Wed 2 May 2007
Who’s Frank?
Posted by jangari under Nothing in particular
[7] Comments
In yesterday’s cryptic crossword, I managed to finish off all but one clue. I subsequently cheated by looking at today’s paper, but I’m still a bit quite confused as to how the compiler came up with it. Which is where you, dear reader, come in.
The clue was Measure nothing in Frank’s woodland plants (8). I’m not going to make the solution obvious to you – in case you want to have a crack – but if you hold your mouse here it should pop up.
If you have any idea how that solution works, please leave a comment. It’s really beginning to annoy me.

May 3rd, 2007 at 5:14 pm
That’s bloody tough, but then again I am crap at all crosswords, especially cryptic ones.
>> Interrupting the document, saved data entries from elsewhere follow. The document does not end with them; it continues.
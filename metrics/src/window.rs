//! Metric window extraction and reduction
//!
//! Given an execution window in the sampler's clock domain, extract every
//! report row whose timestamp falls inside it and reduce the rows into one
//! aggregated row. Reduction policy is chosen per column: a few columns are
//! designated by name, the rest follow their declared metric kind.

use crate::sampler::{MetricError, MetricSampler};
use gpuscope_shared::{MetricKind, TypedValue};
use tracing::debug;

/// Column carrying the report's device-domain timestamp.
pub const TIMESTAMP_COLUMN: &str = "QueryBeginTime";
/// Column carrying the clock count used as the weighted-average weight.
pub const CLOCK_COLUMN: &str = "GpuCoreClocks";
/// Elapsed-GPU-time column: summed regardless of its declared kind.
pub const GPU_TIME_COLUMN: &str = "GpuTime";
/// Average-frequency column: weighted-averaged regardless of declared kind.
pub const AVG_FREQUENCY_COLUMN: &str = "AvgGpuCoreFrequencyMHz";
/// Report-reason column: passed through from the first collected row.
pub const REPORT_REASON_COLUMN: &str = "ReportReason";

/// Resolved column layout of one sub-device's report stream.
#[derive(Debug, Clone)]
pub struct ReportLayout {
    pub names: Vec<String>,
    pub kinds: Vec<MetricKind>,
    pub width: usize,
    /// Index of [`TIMESTAMP_COLUMN`].
    pub time_column: usize,
    /// Index of [`CLOCK_COLUMN`].
    pub clock_column: usize,
}

impl ReportLayout {
    /// Resolve the layout a sampler advertises for one sub-device.
    pub fn from_sampler(sampler: &dyn MetricSampler, sub_device: u32) -> Result<Self, MetricError> {
        let width = sampler.report_width(sub_device);
        let names = sampler.column_names(sub_device);
        let kinds = sampler.column_kinds(sub_device);
        if width == 0 || names.is_empty() {
            return Err(MetricError::EmptyLayout(sub_device));
        }
        if names.len() != width || kinds.len() != width {
            return Err(MetricError::LayoutMismatch {
                names: names.len(),
                kinds: kinds.len(),
                width,
            });
        }
        let time_column = names
            .iter()
            .position(|name| name == TIMESTAMP_COLUMN)
            .ok_or(MetricError::MissingColumn(TIMESTAMP_COLUMN))?;
        let clock_column = names
            .iter()
            .position(|name| name == CLOCK_COLUMN)
            .ok_or(MetricError::MissingColumn(CLOCK_COLUMN))?;
        Ok(Self {
            names,
            kinds,
            width,
            time_column,
            clock_column,
        })
    }
}

fn row_timestamp(row: &[TypedValue], layout: &ReportLayout) -> u64 {
    row[layout.time_column]
        .as_u64()
        .expect("timestamp column must be a 64-bit value")
}

/// Collect every report row whose timestamp lies inside `[start, end]`
/// (inclusive at both ends).
///
/// A chunk is skipped whole when its first row is already past the window
/// or its last row has not reached it yet.
pub fn collect_window(
    sampler: &dyn MetricSampler,
    sub_device: u32,
    layout: &ReportLayout,
    start: u64,
    end: u64,
) -> Vec<Vec<TypedValue>> {
    assert!(start < end, "metric window is empty or inverted");

    let width = layout.width;
    let mut rows = Vec::new();
    sampler.reset_reader();
    loop {
        let chunk = sampler.next_chunk(sub_device);
        if chunk.is_empty() {
            break;
        }
        assert!(
            chunk.len() % width == 0,
            "report chunk is not a whole number of rows"
        );
        let count = chunk.len() / width;

        let first = row_timestamp(&chunk[..width], layout);
        if first > end {
            continue;
        }
        let last = row_timestamp(&chunk[(count - 1) * width..], layout);
        if last < start {
            continue;
        }

        for index in 0..count {
            let row = &chunk[index * width..(index + 1) * width];
            let timestamp = row_timestamp(row, layout);
            if timestamp >= start && timestamp <= end {
                rows.push(row.to_vec());
            }
        }
    }
    debug!(sub_device, rows = rows.len(), "collected metric window");
    rows
}

/// Extract and reduce one window. `None` when no report rows overlap it.
pub fn aggregate_window(
    sampler: &dyn MetricSampler,
    sub_device: u32,
    layout: &ReportLayout,
    start: u64,
    end: u64,
) -> Option<Vec<Option<TypedValue>>> {
    let rows = collect_window(sampler, sub_device, layout, start, end);
    aggregate_rows(layout, &rows)
}

/// Reduce collected rows into one aggregated row.
///
/// Columns whose kind carries no meaningful aggregate (event-with-range,
/// flag) are left as `None`; every other column is reduced per the policy
/// table. `None` when `rows` is empty.
pub fn aggregate_rows(
    layout: &ReportLayout,
    rows: &[Vec<TypedValue>],
) -> Option<Vec<Option<TypedValue>>> {
    if rows.is_empty() {
        return None;
    }

    let total_clocks: u64 = rows
        .iter()
        .map(|row| {
            row[layout.clock_column]
                .as_u64()
                .expect("clock count column must be a 64-bit value")
        })
        .sum();

    let mut aggregated = Vec::with_capacity(layout.width);
    for column in 0..layout.width {
        let name = layout.names[column].as_str();
        let value = if name == GPU_TIME_COLUMN {
            Some(column_total(rows, column))
        } else if name == AVG_FREQUENCY_COLUMN {
            Some(weighted_average(rows, column, layout.clock_column, total_clocks))
        } else if name == REPORT_REASON_COLUMN {
            Some(rows[0][column])
        } else {
            match layout.kinds[column] {
                MetricKind::Duration | MetricKind::Ratio => {
                    Some(weighted_average(rows, column, layout.clock_column, total_clocks))
                }
                MetricKind::Throughput | MetricKind::Event => Some(column_total(rows, column)),
                MetricKind::Timestamp | MetricKind::Raw => Some(rows[0][column]),
                MetricKind::EventWithRange | MetricKind::Flag => None,
            }
        };
        aggregated.push(value);
    }
    Some(aggregated)
}

/// Clock-weighted average of one column. Integer columns accumulate into a
/// 64-bit unsigned total of `value * weight` and divide truncating; float
/// columns accumulate into a 64-bit float.
fn weighted_average(
    rows: &[Vec<TypedValue>],
    column: usize,
    clock_column: usize,
    total_clocks: u64,
) -> TypedValue {
    assert!(total_clocks > 0, "zero clock weight over a non-empty window");

    let weight = |row: &[TypedValue]| -> u64 {
        row[clock_column]
            .as_u64()
            .expect("clock count column must be a 64-bit value")
    };

    match rows[0][column] {
        TypedValue::U32(_) => {
            let mut total: u64 = 0;
            for row in rows {
                let value = row[column].as_u32().expect("column type changed mid-stream");
                total += u64::from(value) * weight(row);
            }
            TypedValue::U64(total / total_clocks)
        }
        TypedValue::U64(_) => {
            let mut total: u64 = 0;
            for row in rows {
                let value = row[column].as_u64().expect("column type changed mid-stream");
                total += value * weight(row);
            }
            TypedValue::U64(total / total_clocks)
        }
        TypedValue::F32(_) => {
            let mut total: f64 = 0.0;
            for row in rows {
                let value = row[column].as_f32().expect("column type changed mid-stream");
                total += f64::from(value) * weight(row) as f64;
            }
            TypedValue::F64(total / total_clocks as f64)
        }
        TypedValue::F64(_) => {
            let mut total: f64 = 0.0;
            for row in rows {
                let value = row[column].as_f64().expect("column type changed mid-stream");
                total += value * weight(row) as f64;
            }
            TypedValue::F64(total / total_clocks as f64)
        }
        TypedValue::B8(_) => panic!("boolean column cannot be averaged"),
    }
}

/// Sum of one column across all rows, widened to 64 bits.
fn column_total(rows: &[Vec<TypedValue>], column: usize) -> TypedValue {
    match rows[0][column] {
        TypedValue::U32(_) => {
            let mut total: u64 = 0;
            for row in rows {
                total += u64::from(row[column].as_u32().expect("column type changed mid-stream"));
            }
            TypedValue::U64(total)
        }
        TypedValue::U64(_) => {
            let mut total: u64 = 0;
            for row in rows {
                total += row[column].as_u64().expect("column type changed mid-stream");
            }
            TypedValue::U64(total)
        }
        TypedValue::F32(_) => {
            let mut total: f64 = 0.0;
            for row in rows {
                total += f64::from(row[column].as_f32().expect("column type changed mid-stream"));
            }
            TypedValue::F64(total)
        }
        TypedValue::F64(_) => {
            let mut total: f64 = 0.0;
            for row in rows {
                total += row[column].as_f64().expect("column type changed mid-stream");
            }
            TypedValue::F64(total)
        }
        TypedValue::B8(_) => panic!("boolean column cannot be summed"),
    }
}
http://en.wikipedia.org/wiki/Anemone_ranunculoides
Mentions a ‘Frank Waley’, but I’ve no idea really
May 3rd, 2007 at 5:51 pm
Ah, that’s helps greatly:
I thought the ‘clue’, the synonym, was ‘woodland plants’, but evidently it is ‘Frank’s woodland plants’, perhaps Frank Waley discovered them or something.
The construction then, is ‘measure nothing in’, the ‘in’ can be disregarded – extrametricated, in phonological terminology – leaving ‘measure nothing’. If ‘nothing’ is ‘none’, then all that remains is the a_em___s, which are the first four letters of ‘measure’.
It’s a stretch, perhaps even too much of a stretch for anyone else, but not for this compiler. The same crossword also had work fin out in metallic sheet to give tinfoil. Easy you say? But how?!
Anyway, that may have been it, Cooper.
Cheers.
May 3rd, 2007 at 7:09 pm
Well, an em is a typographical unit…
May 3rd, 2007 at 7:16 pm
Aha, David, another clue!
Okay, so measure nothing becomes anemo, but then where does the nes come from?!
May 4th, 2007 at 7:17 pm
I think the problem is that the answer is based on a mistake. The Frank in question may be Anne of that ilk. Then nemo is supposed to mean nothing, but it actually means nobody. Mit der Dummheit kaempfen Goetter selbst vergebens. It requires sufficent stupidity to fight it.
May 4th, 2007 at 7:20 pm
Or better still – and more respectfully to the setter, combine David’s insight with mine: em + O (nothing) in An-ne’s. That must be it.
May 4th, 2007 at 7:40 pm
!
That is it.
I had some idea that Anne might have had something to do with it, but I couldn’t see where it fit in. That works well. Thanks Nicholas, I can sleep now.